Data from the soon to be published Moneyfacts UK Savings Trends Treasury Report shows that the average rate on a one year fixed bond stands at 0.99%, its lowest since May 2017 when it was 0.98%. As well as this, the average one year fixed ISA rate has also fallen and now stands at 0.91%, the lowest it has been since June 2017 when it was also 0.91%.
This will have a significant impact on savers who locked their money into a short-term bond during 2018 or 2019, as they will find the savings rates currently on offer to be much lower. Rachel Springall, finance expert at Moneyfacts.co.uk, explained: “Those savers who are about to come to the end of their fixed bond may wish to prepare themselves for a shock, as they will find the top rates have dropped substantially over the years. Indeed, a year ago the top one year fixed bond paid 2.20% as an expected profit rate from Bank of London and The Middle East (BLME), but today the top deal pays 1.50% from Gatehouse Bank as an expected profit rate, 0.70% less. On an investment of £20,000, that is a total interest loss of £140. In May 2015 the top five year fixed bond paid 3.09% from United Bank UK (now UBL UK), so a saver coming off this deal and is now looking to lock their money away for five years with the top deal from Gatehouse Bank, that pays 1.85% as an expected profit rate, will note a difference of 1.24%, a total loss of £1,240 on a £20,000 investment over five years.”
Falling average rates have also impacted easy access accounts, with the average easy access rate dropping to 0.40% at the start of May, from 0.51% in April.

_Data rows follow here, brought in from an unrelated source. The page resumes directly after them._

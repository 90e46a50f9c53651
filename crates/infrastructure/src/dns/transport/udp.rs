use rsdns_domain::DomainError;
use std::net::{Ipv4Addr, Ipv6Addr, SocketAddr};
use std::time::Duration;
use tokio::net::UdpSocket;
use tracing::debug;

/// Maximum UDP DNS response size with EDNS(0)
pub const MAX_UDP_RESPONSE_SIZE: usize = 4096;

/// DNS over UDP. One ephemeral socket per exchange, connected to the server
/// so the kernel drops datagrams from other sources.
pub struct UdpTransport;

impl UdpTransport {
    pub async fn exchange(
        server: SocketAddr,
        query: &[u8],
        timeout: Duration,
    ) -> Result<Vec<u8>, DomainError> {
        if query.len() < 2 {
            return Err(DomainError::Transport("Query shorter than a DNS id".into()));
        }

        let bind_addr = if server.is_ipv4() {
            SocketAddr::from((Ipv4Addr::UNSPECIFIED, 0))
        } else {
            SocketAddr::from((Ipv6Addr::UNSPECIFIED, 0))
        };

        let socket = UdpSocket::bind(bind_addr).await.map_err(|e| {
            DomainError::Transport(format!("Failed to bind UDP socket: {}", e))
        })?;
        socket.connect(server).await.map_err(|e| {
            DomainError::Transport(format!("Failed to connect UDP socket to {}: {}", server, e))
        })?;

        let exchange = async {
            socket.send(query).await.map_err(|e| {
                DomainError::Transport(format!("Failed to send UDP query to {}: {}", server, e))
            })?;

            let mut recv_buf = vec![0u8; MAX_UDP_RESPONSE_SIZE];
            loop {
                let len = socket.recv(&mut recv_buf).await.map_err(|e| {
                    DomainError::Transport(format!(
                        "Failed to receive UDP response from {}: {}",
                        server, e
                    ))
                })?;

                // A late reply to an earlier query on a reused port is skipped
                if len >= 2 && recv_buf[..2] == query[..2] {
                    recv_buf.truncate(len);
                    return Ok(recv_buf);
                }
                debug!(server = %server, len, "Discarding UDP datagram with mismatched id");
            }
        };

        tokio::time::timeout(timeout, exchange)
            .await
            .map_err(|_| {
                DomainError::Transport(format!(
                    "Timeout waiting for UDP response from {}",
                    server
                ))
            })?
    }
}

This was the biggest fall since December 2012, three months after the Funding for Lending Scheme was launched. In April, a new Funding for Lending Scheme was introduced, which together with the historic low base rate cut that took place in March, could see easy access savings rates fall further over the next few months.

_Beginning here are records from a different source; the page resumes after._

#![allow(dead_code)]
use async_trait::async_trait;
use hickory_proto::op::{Message, MessageType, Query};
use hickory_proto::rr::{Name, RecordType};
use rsdns_domain::DomainError;
use rsdns_infrastructure::dns::registry::AuthServer;
use rsdns_infrastructure::dns::transport::UpstreamExchanger;
use rsdns_infrastructure::dns::wire::MessageBuilder;
use std::collections::HashMap;
use std::net::IpAddr;
use std::sync::atomic::{AtomicU64, Ordering};
use std::sync::{Arc, Mutex};
use std::time::Duration;

/// What a scripted server does with one question.
#[derive(Clone)]
pub enum Behavior {
    /// Reply with this body; header and question are copied from the query.
    Reply(Message),
    /// Never answer: the exchange waits out its timeout.
    Silent,
    /// Answer with a mismatched id.
    Spoof(Message),
}

type Responder = Arc<dyn Fn(&Name, RecordType) -> Behavior + Send + Sync>;

/// In-memory upstream network keyed by server address.
///
/// Unknown servers behave as [`Behavior::Silent`].
#[derive(Clone, Default)]
pub struct FakeNetwork {
    servers: Arc<Mutex<HashMap<IpAddr, Responder>>>,
    queries: Arc<AtomicU64>,
    log: Arc<Mutex<Vec<(IpAddr, Name, RecordType, bool)>>>,
}

impl FakeNetwork {
    pub fn new() -> Self {
        Self::default()
    }

    pub fn serve<F>(&self, addr: &str, responder: F) -> &Self
    where
        F: Fn(&Name, RecordType) -> Behavior + Send + Sync + 'static,
    {
        self.servers
            .lock()
            .unwrap()
            .insert(addr.parse().unwrap(), Arc::new(responder));
        self
    }

    /// Server that gives the same reply to every question.
    pub fn serve_fixed(&self, addr: &str, reply: Message) -> &Self {
        self.serve(addr, move |_, _| Behavior::Reply(reply.clone()))
    }

    pub fn query_count(&self) -> u64 {
        self.queries.load(Ordering::Relaxed)
    }

    pub fn queries_to(&self, addr: &str) -> usize {
        let addr: IpAddr = addr.parse().unwrap();
        self.log.lock().unwrap().iter().filter(|q| q.0 == addr).count()
    }

    /// (server, name, type, RD) of every exchange, in order.
    pub fn log(&self) -> Vec<(IpAddr, Name, RecordType, bool)> {
        self.log.lock().unwrap().clone()
    }

    fn respond(request: &Message, body: Message) -> Message {
        let mut reply = body;
        reply
            .set_id(request.id())
            .set_message_type(MessageType::Response)
            .set_op_code(request.op_code())
            .set_recursion_desired(request.recursion_desired());
        let _ = reply.take_queries();
        reply.add_queries(request.queries().iter().cloned());
        reply
    }
}

#[async_trait]
impl UpstreamExchanger for FakeNetwork {
    async fn exchange(
        &self,
        server: &AuthServer,
        query: &[u8],
        timeout: Duration,
    ) -> Result<Vec<u8>, DomainError> {
        self.queries.fetch_add(1, Ordering::Relaxed);
        let request = MessageBuilder::parse(query)?;
        let question: Query = request.queries()[0].clone();
        self.log.lock().unwrap().push((
            server.addr.ip(),
            question.name().clone(),
            question.query_type(),
            request.recursion_desired(),
        ));

        let responder = self.servers.lock().unwrap().get(&server.addr.ip()).cloned();
        let behavior = match responder {
            Some(responder) => responder(question.name(), question.query_type()),
            None => Behavior::Silent,
        };

        match behavior {
            Behavior::Reply(body) => MessageBuilder::serialize(&Self::respond(&request, body)),
            Behavior::Spoof(body) => {
                let mut reply = Self::respond(&request, body);
                reply.set_id(request.id().wrapping_add(1));
                MessageBuilder::serialize(&reply)
            }
            Behavior::Silent => {
                tokio::time::sleep(timeout).await;
                Err(DomainError::Transport(format!(
                    "Timeout waiting for response from {}",
                    server.addr
                )))
            }
        }
    }
}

Springall added: “If savers are looking for some flexibility with their cash then they may turn to an easy access account, however as these pay a variable rate the return could drop at any point. In fact, the market is already seeing a domino effect of rate cuts, with some of the top deals worsening in recent weeks. Providers are perhaps cutting rates to deter deposits due to demand or find they are much higher up the rate tables than they can cope with. Indeed, according to the Bank of England £11 billion flowed into sight deposits (such as easy access accounts) during March.”

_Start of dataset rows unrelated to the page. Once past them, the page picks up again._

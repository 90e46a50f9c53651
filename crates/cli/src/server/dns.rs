use rsdns_domain::config::ServerConfig;
use rsdns_infrastructure::dns::server::load_server_config;
use rsdns_infrastructure::dns::{QueryHandler, TcpListenerTask, TlsListenerTask, UdpListenerTask};
use std::net::SocketAddr;
use std::str::FromStr;
use std::time::Duration;
use tokio::task::JoinHandle;
use tokio_util::sync::CancellationToken;
use tracing::info;

/// Addresses the listeners actually bound, plus their tasks.
pub struct DnsListeners {
    pub udp: SocketAddr,
    pub tcp: SocketAddr,
    pub tls: Option<SocketAddr>,
    pub tasks: Vec<JoinHandle<()>>,
}

impl DnsListeners {
    /// Wait for every listener to stop after the token is cancelled.
    pub async fn join(self) {
        for task in self.tasks {
            let _ = task.await;
        }
    }
}

/// Bind UDP and TCP on `server.bind` (and DoT on `server.bind_tls`) and
/// start serving until `shutdown` is cancelled.
///
/// With port 0, TCP binds the port UDP was given so both share one address.
pub async fn start_dns_server(
    server: &ServerConfig,
    handler: QueryHandler,
    shutdown: CancellationToken,
) -> anyhow::Result<DnsListeners> {
    let bind_addr = SocketAddr::from_str(&server.bind)?;
    let idle_timeout = Duration::from_secs(server.tcp_idle_timeout);

    info!(bind_address = %bind_addr, "Starting DNS server");

    let udp = UdpListenerTask::bind(bind_addr, handler.clone())
        .await?
        .with_cancellation(shutdown.clone());
    let udp_addr = udp.local_addr()?;
    info!(protocol = "UDP", address = %udp_addr, "DNS server listening");

    let tcp = TcpListenerTask::bind(udp_addr, handler.clone())
        .await?
        .with_idle_timeout(idle_timeout)
        .with_cancellation(shutdown.clone());
    let tcp_addr = tcp.local_addr()?;
    info!(protocol = "TCP", address = %tcp_addr, "DNS server listening");

    let mut tasks = vec![tokio::spawn(udp.run()), tokio::spawn(tcp.run())];

    let mut tls_addr = None;
    if let (Some(bind_tls), Some(cert), Some(key)) = (
        server.bind_tls.as_deref(),
        server.tls_certificate.as_deref(),
        server.tls_private_key.as_deref(),
    ) {
        let tls_config = load_server_config(cert, key)?;
        let tls = TlsListenerTask::bind(SocketAddr::from_str(bind_tls)?, tls_config, handler)
            .await?
            .with_idle_timeout(idle_timeout)
            .with_cancellation(shutdown);
        let addr = tls.local_addr()?;
        info!(protocol = "TLS", address = %addr, "DNS server listening");
        tls_addr = Some(addr);
        tasks.push(tokio::spawn(tls.run()));
    }

    info!("DNS server ready to accept queries");

    Ok(DnsListeners {
        udp: udp_addr,
        tcp: tcp_addr,
        tls: tls_addr,
        tasks,
    })
}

Savings market analysis - average rates
|March 2020||April 2020||May 2020|
|Average one year fixed rate bond||1.15%||1.09%||0.99%|
|Average longer-term fixed rate bond*||1.37%||1.28%||1.18%|
|Average one year fixed rate ISA||1.14%||1.04%||0.91%|
|Average longer-term fixed rate ISA*||1.29%||1.15%||1.07%|
|Average easy access rate||0.56%||0.51%||0.40%|
|Average easy access ISA rate||0.83%||0.79%||0.63%|
|Average notice rate||1.00%||0.97%||0.89%|
|Average notice ISA rate||1.13%||1.05%||0.89%|
*Longer-term bonds or ISAs are those with terms over 550 days. Average interest rates based on a £5,000 deposit as at the start of the month. Source: Moneyfacts Treasury Reports
In addition to the fall in average rates, product competition within the savings market has also fallen. During May, the total number of savings accounts, including ISAs, was 1,548, down from 1,588 in April and from 1,768 in March. In fact, the current number of savings products available is at the lowest level since February 2017, when there were 1,525 deals.
“As we had seen last month, savings providers pulled the most deals on a month-on-month basis since our electronic records began in 2007 and while the number of products to disappear month-on-month between April and May is less, deals are still disappearing,” Springall said. “The number of savings accounts overall has now fallen to its lowest point in three years. Choice is dwindling for savers, in fact 220 deals have now vanished since the start of March, which was before the lockdown and two base rate cuts.”
Savings market analysis - product count
|Product numbers and rates||March 2020||April 2020||May 2020|
|Number of live savings account options (including ISAs)||1,768||1,588||1,548|
|Number of live ISA options||417||340||336|
Source: Moneyfacts Treasury Reports
“Uncertainty over the Coronavirus pandemic, a new Government lending scheme and two base rate cuts have resulted in a perfect storm for savers,” Springall said. “It remains to be the case that the more unfamiliar challenger banks reign supreme in the top rate tables, but as they are not immune to making cuts, savers best not sit on the fence for too long to secure the best possible return.”
Information is correct as of the date of publication (shown at the top of this article). Any products featured may be withdrawn by their provider or changed at any time.